= Leonie Cobb =

British naturalist and illustrator (1912–1984)

Leonie Elaine Cobb (1912–1984) was a British collector of herbarium specimens, naturalist, and conservationist.

== Personal life ==
Cobb was born at Duffryn Gardens, near Cardiff, to Arthur John Cobb and Marie Emma Cobb (née Low). Her father was a keen gardener and in 1919, the family moved to Shinfield, Berkshire, where Arthur lectured on Horticulture at the University of Reading, before ultimately moving to Reading upon his retirement in 1938.

Cobb was educated at the Covenant School before studying at the University of Reading with an Honours degree in French, subsequently earning further qualifications in German, Spanish, and Secretarial Studies.

From her passion of linguistics, Cobb became a member of a society which promoted Anglo-French relations, leading to her meeting the French President Albert Lebrun in London in 1939.

In 1939 Arthur Cobb took up a wartime appointment at Seale-Hayne Agricultural College where he died in 1940.

== Career ==
In 1936, Cobb worked for the Commonwealth Institute of Economic Entomology as an abstractor, writing abstracts for journal articles on beneficial and harmful insects to humans, animals, and crops until her retirement in 1976.

Cobb joined the Reading & District Natural History Society soon becoming involved in administration as a committee member. She served as treasurer in 1943-1947 and 1950–70, and President for 1970–1971. She served on the society's editorial sub-committee from its inception and was appointed honorary editor from 1978 until her death in 1984.

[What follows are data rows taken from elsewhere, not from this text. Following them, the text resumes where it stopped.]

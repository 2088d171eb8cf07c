use bootloader::{BootConfig, UefiBoot};
use std::fs::{File, OpenOptions};
use std::io::{Seek, SeekFrom, Write};
use std::path::PathBuf;

fn write_le_u32(buf: &mut [u8], off: usize, v: u32) {
    buf[off..off + 4].copy_from_slice(&v.to_le_bytes());
}

fn write_le_u64(buf: &mut [u8], off: usize, v: u64) {
    buf[off..off + 8].copy_from_slice(&v.to_le_bytes());
}

fn write_utf16_name(buf: &mut [u8], off: usize, name: &str) {
    let mut o = off;
    for ch in name.encode_utf16() {
        if o + 2 > buf.len() {
            break;
        }
        buf[o..o + 2].copy_from_slice(&ch.to_le_bytes());
        o += 2;
    }
}

fn write_le_u16(buf: &mut [u8], off: usize, v: u16) {
    buf[off..off + 2].copy_from_slice(&v.to_le_bytes());
}

fn create_virtio_disk_image(path: &PathBuf) {
    // 64 MiB
    const SIZE_BYTES: u64 = 64 * 1024 * 1024;
    const SECTOR: u64 = 512;
    let sectors = SIZE_BYTES / SECTOR;

    let mut f = OpenOptions::new()
        .create(true)
        .write(true)
        .truncate(true)
        .open(path)
        .expect("criar virtio disk");
    f.set_len(SIZE_BYTES).expect("set_len");

    // Escreve MBR protetivo (opcional, mas útil).
    let mut mbr = [0u8; 512];
    // Partition entry @ 446
    mbr[446 + 0] = 0x00; // status
    mbr[446 + 4] = 0xEE; // type: GPT protective
    // LBA start
    mbr[446 + 8..446 + 12].copy_from_slice(&1u32.to_le_bytes());
    // size in sectors (capado em u32)
    let mbr_secs = (sectors.saturating_sub(1)).min(u32::MAX as u64) as u32;
    mbr[446 + 12..446 + 16].copy_from_slice(&mbr_secs.to_le_bytes());
    mbr[510] = 0x55;
    mbr[511] = 0xAA;
    f.seek(SeekFrom::Start(0)).unwrap();
    f.write_all(&mbr).unwrap();

    // GPT header em LBA 1 (sem CRCs — o parser do kernel não valida CRC nesta fase).
    let mut hdr = [0u8; 512];
    hdr[0..8].copy_from_slice(b"EFI PART");
    write_le_u32(&mut hdr, 8, 0x0001_0000); // revision
    write_le_u32(&mut hdr, 12, 92); // header size
    // header_crc32 @ 16 (0)
    // reserved @ 20
    write_le_u64(&mut hdr, 24, 1); // current_lba
    write_le_u64(&mut hdr, 32, sectors - 1); // backup_lba
    write_le_u64(&mut hdr, 40, 34); // first_usable
    write_le_u64(&mut hdr, 48, sectors - 34); // last_usable
    // disk guid (qualquer coisa não-zero)
    hdr[56..72].copy_from_slice(&[0x11, 0x22, 0x33, 0x44, 0x55, 0x66, 0x77, 0x88, 0x99, 0xaa, 0xbb, 0xcc, 0xdd, 0xee, 0xff, 0x00]);
    write_le_u64(&mut hdr, 72, 2); // part entries LBA
    write_le_u32(&mut hdr, 80, 128); // num entries
    write_le_u32(&mut hdr, 84, 128); // entry size
    // entries_crc32 @ 88 (0)
    f.seek(SeekFrom::Start(512)).unwrap();
    f.write_all(&hdr).unwrap();

    // Partition entry 0 em LBA 2
    let mut ent = [0u8; 128];
    // type_guid (não-zero)
    ent[0..16].copy_from_slice(&[0xAF, 0x3D, 0x63, 0x0F, 0x83, 0x84, 0x72, 0x47, 0x8E, 0x79, 0x3D, 0x69, 0xD8, 0x47, 0x7D, 0xE4]);
    // unique_guid
    ent[16..32].copy_from_slice(&[0x01, 0x02, 0x03, 0x04, 0x05, 0x06, 0x07, 0x08, 0x09, 0x0A, 0x0B, 0x0C, 0x0D, 0x0E, 0x0F, 0x10]);

    let first_lba = 2048u64;
    let last_lba = sectors.saturating_sub(2048 + 1);
    write_le_u64(&mut ent, 32, first_lba);
    write_le_u64(&mut ent, 40, last_lba);
    write_le_u64(&mut ent, 48, 0); // attrs
    write_utf16_name(&mut ent, 56, "STENZELROOT");

    f.seek(SeekFrom::Start(512 * 2)).unwrap();
    f.write_all(&ent).unwrap();

    // ========== Cria filesystem ext2 na partição ==========
    let part_offset = first_lba * SECTOR; // 2048 * 512 = 1 MiB
    let part_size = (last_lba - first_lba + 1) * SECTOR;

    // Configurações ext2
    const BLOCK_SIZE: u32 = 1024;
    let total_blocks = (part_size / BLOCK_SIZE as u64) as u32;

    // Layout:
    // Block 0: Boot block (primeiros 1024 bytes, não usado)
    // Block 1: Superblock
    // Block 2: Block Group Descriptor Table
    // Block 3: Block bitmap
    // Block 4: Inode bitmap
    // Blocks 5-36: Inode table (32 blocks = 256 inodes com 128 bytes cada)
    // Block 37+: Data blocks

    const INODES_PER_GROUP: u32 = 256;
    const INODE_SIZE: u16 = 128;
    const INODE_TABLE_BLOCKS: u32 = (INODES_PER_GROUP * INODE_SIZE as u32) / BLOCK_SIZE;
    const FIRST_DATA_BLOCK: u32 = 5 + INODE_TABLE_BLOCKS; // 5 + 32 = 37
    let free_blocks = total_blocks - FIRST_DATA_BLOCK;

    // ---- Superblock (Block 1, offset 1024 na partição) ----
    let mut sb = [0u8; 1024];
    write_le_u32(&mut sb, 0, INODES_PER_GROUP);           // s_inodes_count
    write_le_u32(&mut sb, 4, total_blocks);               // s_blocks_count
    write_le_u32(&mut sb, 8, 0);                          // s_r_blocks_count (reserved)
    write_le_u32(&mut sb, 12, free_blocks - 1);           // s_free_blocks_count (usamos 1 para root dir)
    write_le_u32(&mut sb, 16, INODES_PER_GROUP - 11);     // s_free_inodes_count (inodes 1-11 reservados)
    write_le_u32(&mut sb, 20, 1);                         // s_first_data_block (1 para block_size=1024)
    write_le_u32(&mut sb, 24, 0);                         // s_log_block_size (0 = 1024 bytes)
    write_le_u32(&mut sb, 28, 0);                         // s_log_frag_size
    write_le_u32(&mut sb, 32, total_blocks);              // s_blocks_per_group
    write_le_u32(&mut sb, 36, total_blocks);              // s_frags_per_group
    write_le_u32(&mut sb, 40, INODES_PER_GROUP);          // s_inodes_per_group
    write_le_u32(&mut sb, 44, 0);                         // s_mtime
    write_le_u32(&mut sb, 48, 0);                         // s_wtime
    write_le_u16(&mut sb, 52, 0);                         // s_mnt_count
    write_le_u16(&mut sb, 54, 0xFFFF);                    // s_max_mnt_count
    write_le_u16(&mut sb, 56, 0xEF53);                    // s_magic
    write_le_u16(&mut sb, 58, 1);                         // s_state (clean)
    write_le_u16(&mut sb, 60, 1);                         // s_errors (continue)
    write_le_u16(&mut sb, 62, 0);                         // s_minor_rev_level
    write_le_u32(&mut sb, 64, 0);                         // s_lastcheck
    write_le_u32(&mut sb, 68, 0);                         // s_checkinterval
    write_le_u32(&mut sb, 72, 0);                         // s_creator_os (Linux)
    write_le_u32(&mut sb, 76, 1);                         // s_rev_level (dynamic rev)
    write_le_u16(&mut sb, 80, 0);                         // s_def_resuid
    write_le_u16(&mut sb, 82, 0);                         // s_def_resgid
    // Extended superblock fields (rev 1)
    write_le_u32(&mut sb, 84, 11);                        // s_first_ino (first non-reserved inode)
    write_le_u16(&mut sb, 88, INODE_SIZE);                // s_inode_size
    write_le_u16(&mut sb, 90, 0);                         // s_block_group_nr
    write_le_u32(&mut sb, 92, 0);                         // s_feature_compat
    write_le_u32(&mut sb, 96, 0);                         // s_feature_incompat
    write_le_u32(&mut sb, 100, 0);                        // s_feature_ro_compat
    // UUID
    sb[104..120].copy_from_slice(&[0xDE, 0xAD, 0xBE, 0xEF, 0xCA, 0xFE, 0xBA, 0xBE,
                                    0x12, 0x34, 0x56, 0x78, 0x9A, 0xBC, 0xDE, 0xF0]);
    // Volume name
    sb[120..136].copy_from_slice(b"stenzel-root\0\0\0\0");

    f.seek(SeekFrom::Start(part_offset + 1024)).unwrap();
    f.write_all(&sb).unwrap();

    // ---- Block Group Descriptor (Block 2) ----
    let mut bgd = [0u8; 1024];
    write_le_u32(&mut bgd, 0, 3);                         // bg_block_bitmap (block 3)
    write_le_u32(&mut bgd, 4, 4);                         // bg_inode_bitmap (block 4)
    write_le_u32(&mut bgd, 8, 5);                         // bg_inode_table (block 5)
    write_le_u16(&mut bgd, 12, (free_blocks - 1) as u16); // bg_free_blocks_count
    write_le_u16(&mut bgd, 14, (INODES_PER_GROUP - 11) as u16); // bg_free_inodes_count
    write_le_u16(&mut bgd, 16, 1);                        // bg_used_dirs_count

    f.seek(SeekFrom::Start(part_offset + 2 * BLOCK_SIZE as u64)).unwrap();
    f.write_all(&bgd).unwrap();

    // ---- Block Bitmap (Block 3) ----
    let mut block_bitmap = [0u8; 1024];
    // Marca blocks 0-37 como usados (metadados + 1 data block para root dir)
    // Block FIRST_DATA_BLOCK é usado pelo diretório root
    let used_blocks = FIRST_DATA_BLOCK + 1; // metadados + root dir data
    for i in 0..used_blocks {
        let byte_idx = (i / 8) as usize;
        let bit_idx = i % 8;
        block_bitmap[byte_idx] |= 1 << bit_idx;
    }
    // Marca blocos além do total como usados (padding)
    let total_bits = total_blocks;
    for i in total_bits..(1024 * 8) {
        let byte_idx = (i / 8) as usize;
        let bit_idx = i % 8;
        if byte_idx < 1024 {
            block_bitmap[byte_idx] |= 1 << bit_idx;
        }
    }

    f.seek(SeekFrom::Start(part_offset + 3 * BLOCK_SIZE as u64)).unwrap();
    f.write_all(&block_bitmap).unwrap();

    // ---- Inode Bitmap (Block 4) ----
    let mut inode_bitmap = [0u8; 1024];
    // Inodes 1-11 são reservados, inode 2 é root
    // Marca inodes 1-11 como usados
    for i in 0..11u32 {
        let byte_idx = (i / 8) as usize;
        let bit_idx = i % 8;
        inode_bitmap[byte_idx] |= 1 << bit_idx;
    }

    f.seek(SeekFrom::Start(part_offset + 4 * BLOCK_SIZE as u64)).unwrap();
    f.write_all(&inode_bitmap).unwrap();

    // ---- Inode Table (Blocks 5-36) ----
    let mut inode_table = vec![0u8; (INODE_TABLE_BLOCKS * BLOCK_SIZE) as usize];

    // Inode 2: Root directory
    let root_inode_off = 1 * INODE_SIZE as usize; // inode 2 está no offset 1 (0-indexed)
    write_le_u16(&mut inode_table, root_inode_off + 0, 0o40755);  // i_mode (directory + rwxr-xr-x)
    write_le_u16(&mut inode_table, root_inode_off + 2, 0);        // i_uid
    write_le_u32(&mut inode_table, root_inode_off + 4, BLOCK_SIZE); // i_size (1 block)
    write_le_u32(&mut inode_table, root_inode_off + 8, 0);        // i_atime
    write_le_u32(&mut inode_table, root_inode_off + 12, 0);       // i_ctime
    write_le_u32(&mut inode_table, root_inode_off + 16, 0);       // i_mtime
    write_le_u32(&mut inode_table, root_inode_off + 20, 0);       // i_dtime
    write_le_u16(&mut inode_table, root_inode_off + 24, 0);       // i_gid
    write_le_u16(&mut inode_table, root_inode_off + 26, 2);       // i_links_count (. e ..)
    write_le_u32(&mut inode_table, root_inode_off + 28, 2);       // i_blocks (512-byte blocks = 2 para 1024 bytes)
    write_le_u32(&mut inode_table, root_inode_off + 32, 0);       // i_flags
    write_le_u32(&mut inode_table, root_inode_off + 36, 0);       // i_osd1
    // i_block[0] = primeiro bloco de dados (FIRST_DATA_BLOCK)
    write_le_u32(&mut inode_table, root_inode_off + 40, FIRST_DATA_BLOCK);

    f.seek(SeekFrom::Start(part_offset + 5 * BLOCK_SIZE as u64)).unwrap();
    f.write_all(&inode_table).unwrap();

    // ---- Root directory data (Block FIRST_DATA_BLOCK) ----
    let mut root_dir = [0u8; 1024];
    let mut off = 0usize;

    // Entry: "."
    write_le_u32(&mut root_dir, off + 0, 2);              // inode (root = 2)
    write_le_u16(&mut root_dir, off + 4, 12);             // rec_len
    root_dir[off + 6] = 1;                                // name_len
    root_dir[off + 7] = 2;                                // file_type (directory)
    root_dir[off + 8] = b'.';                             // name
    off += 12;

    // Entry: ".."
    write_le_u32(&mut root_dir, off + 0, 2);              // inode (parent = root = 2)
    write_le_u16(&mut root_dir, off + 4, (BLOCK_SIZE as usize - off) as u16); // rec_len (resto do bloco)
    root_dir[off + 6] = 2;                                // name_len
    root_dir[off + 7] = 2;                                // file_type (directory)
    root_dir[off + 8] = b'.';                             // name[0]
    root_dir[off + 9] = b'.';                             // name[1]

    f.seek(SeekFrom::Start(part_offset + FIRST_DATA_BLOCK as u64 * BLOCK_SIZE as u64)).unwrap();
    f.write_all(&root_dir).unwrap();

    println!("cargo:warning=ext2 filesystem criado: {} blocks, {} inodes", total_blocks, INODES_PER_GROUP);
}

fn main() {
    let out_dir = PathBuf::from(std::env::var("OUT_DIR").unwrap());

    // Caminho do kernel - tenta artifact dependency primeiro, senão usa caminho direto
    let kernel_path = std::env::var("CARGO_BIN_FILE_STENZEL_KERNEL_stenzel_kernel")
        .or_else(|_| std::env::var("CARGO_BIN_FILE_STENZEL_KERNEL"))
        .map(PathBuf::from)
        .unwrap_or_else(|_| {
            // Fallback: usa caminho direto do target
            // Detecta profile: release usa "release", debug usa "debug"
            let profile = std::env::var("PROFILE").unwrap_or_else(|_| "debug".to_string());
            let manifest_dir = PathBuf::from(std::env::var("CARGO_MANIFEST_DIR").unwrap());
            let target_dir = manifest_dir.parent().unwrap().join(format!("target/x86_64-unknown-none/{}/stenzel_kernel", profile));
            println!("cargo:rerun-if-changed={}", target_dir.display());
            target_dir
        });

    let config = BootConfig::default();
    let bios = out_dir.join("stenzel-bios.img");
    let uefi = out_dir.join("stenzel-uefi.img");

    bootloader::BiosBoot::new(&kernel_path)
        .set_boot_config(&config)
        .create_disk_image(&bios)
        .expect("criar BIOS image");

    UefiBoot::new(&kernel_path)
        .set_boot_config(&config)
        .create_disk_image(&uefi)
        .expect("criar UEFI image");

    // Cria disco virtio-blk
    let virtio_disk = out_dir.join("stenzel-virtio-disk.img");
    create_virtio_disk_image(&virtio_disk);

    // Exporta caminhos para o runner
    println!("cargo:rustc-env=STENZEL_BIOS_IMG={}", bios.display());
    println!("cargo:rustc-env=STENZEL_UEFI_IMG={}", uefi.display());
    println!("cargo:rustc-env=STENZEL_VIRTIO_DISK={}", virtio_disk.display());
}
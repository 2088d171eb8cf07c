    use core::arch::naked_asm;

    #[repr(C)]
    #[derive(Debug, Clone, Copy)]
    pub struct Context {
        pub rsp: u64,
    }

    /// Prepara stack para uma thread nova.
    ///
    /// Layout esperado pela `context_switch`:
    ///   [rsp + 0]  = rbx
    ///   [rsp + 8]  = rbp
    ///   [rsp + 16] = r12
    ///   [rsp + 24] = r13
    ///   [rsp + 32] = r14
    ///   [rsp + 40] = r15
    ///   [rsp + 48] = return RIP (thread_trampoline)
    ///
    /// Retorna o `rsp` inicial.
    pub fn prepare_stack(stack_top_aligned_16: u64, entry_rip: u64) -> u64 {
        let mut sp = stack_top_aligned_16;

        unsafe fn push(sp: &mut u64, v: u64) {
            *sp -= 8;
            let p = *sp as *mut u64;
            p.write(v);
        }

        // push ret addr primeiro, depois registradores em ordem reversa
        unsafe {
            push(&mut sp, entry_rip); // ret
            push(&mut sp, 0); // r15
            push(&mut sp, 0); // r14
            push(&mut sp, 0); // r13
            push(&mut sp, 0); // r12
            push(&mut sp, 0); // rbp
            push(&mut sp, 0); // rbx
        }

        sp
    }

    /// Troca de contexto entre duas threads (cooperativa).
    ///
    /// # Safety
    /// Deve ser chamada com IRQs desabilitadas e garantindo que `old` e `new` apontam para
    /// Contexts válidos e vivos.
    #[unsafe(naked)]
    pub unsafe extern "C" fn context_switch(_old: *mut Context, _new: *const Context) {
        naked_asm!(
            "push r15",
            "push r14",
            "push r13",
            "push r12",
            "push rbp",
            "push rbx",
            "mov [rdi], rsp",     // old.rsp = rsp
            "mov rsp, [rsi]",     // rsp = new.rsp
            "pop rbx",
            "pop rbp",
            "pop r12",
            "pop r13",
            "pop r14",
            "pop r15",
            "ret",
        );
    }
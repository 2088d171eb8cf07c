#![allow(dead_code)]

use alloc::vec::Vec;

use super::block::{check_io_args, BlockDevice, BlockDeviceId};
use crate::sync::IrqSafeMutex;
use crate::util::{KError, KResult};

/// Dispositivo de bloco em RAM (ótimo para testes do stack de FS).
///
/// Implementação *thread-safe* via lock interno.
pub struct RamDisk {
    id: BlockDeviceId,
    block_size: u32,
    data: IrqSafeMutex<Vec<u8>>,
}

impl RamDisk {
    pub fn new(id: u32, block_size: u32, num_blocks: u64) -> Self {
        let total = (block_size as u64 * num_blocks) as usize;
        let mut v = Vec::with_capacity(total);
        v.resize(total, 0);
        Self {
            id: BlockDeviceId(id),
            block_size,
            data: IrqSafeMutex::new(v),
        }
    }

    fn range(&self, lba: u64, count: u32) -> KResult<(usize, usize)> {
        let start = (lba as u128) * (self.block_size as u128);
        let len = (count as u128) * (self.block_size as u128);
        let end = start + len;

        let g = self.data.lock();
        if end > g.len() as u128 {
            return Err(KError::Invalid);
        }
        Ok((start as usize, end as usize))
    }
}

impl BlockDevice for RamDisk {
    fn id(&self) -> BlockDeviceId {
        self.id
    }

    fn block_size(&self) -> u32 {
        self.block_size
    }

    fn num_blocks(&self) -> u64 {
        let g = self.data.lock();
        (g.len() as u64) / (self.block_size as u64)
    }

    fn read_blocks(&self, lba: u64, count: u32, out: &mut [u8]) -> KResult<()> {
        check_io_args(self.block_size, count, out.len())?;
        let (s, e) = self.range(lba, count)?;
        let g = self.data.lock();
        out.copy_from_slice(&g[s..e]);
        Ok(())
    }

    fn write_blocks(&self, lba: u64, count: u32, data: &[u8]) -> KResult<()> {
        check_io_args(self.block_size, count, data.len())?;
        let (s, e) = self.range(lba, count)?;
        let mut g = self.data.lock();
        g[s..e].copy_from_slice(data);
        Ok(())
    }
}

Cobb produced illustrations of flowering plants which appeared in the Atlas of the British Flora, the Flora of Berkshire, and the Flora of Oxfordshire.

The second journal published by the Reading & District Natural History Society was dedicated to the findings of Dr Hora on fungi of which Cobb assisted in his research for.

Cobb was a keen conservationist and one of the founder members of the Berkshire, Buckinghamshire, and Oxfordshire Naturalists' Trust, currently known as the Berks, Bucks & Oxon Wildlife Trust (BBOWT), a conservation charity that protects local wildlife, where she provided assistance in the field of several reserves.

== Later life and death ==
Upon her retirement, Cobb enjoyed various parish and church activities, renewing old friendships, and visiting old friends living away from Reading. Cobb remained a life-member of the National Trust.

In October 1984, Cobb died in Berkshire at the age of 72. Cobb bequeathed a collection of mosses in addition to a set of four albums to Reading Museum.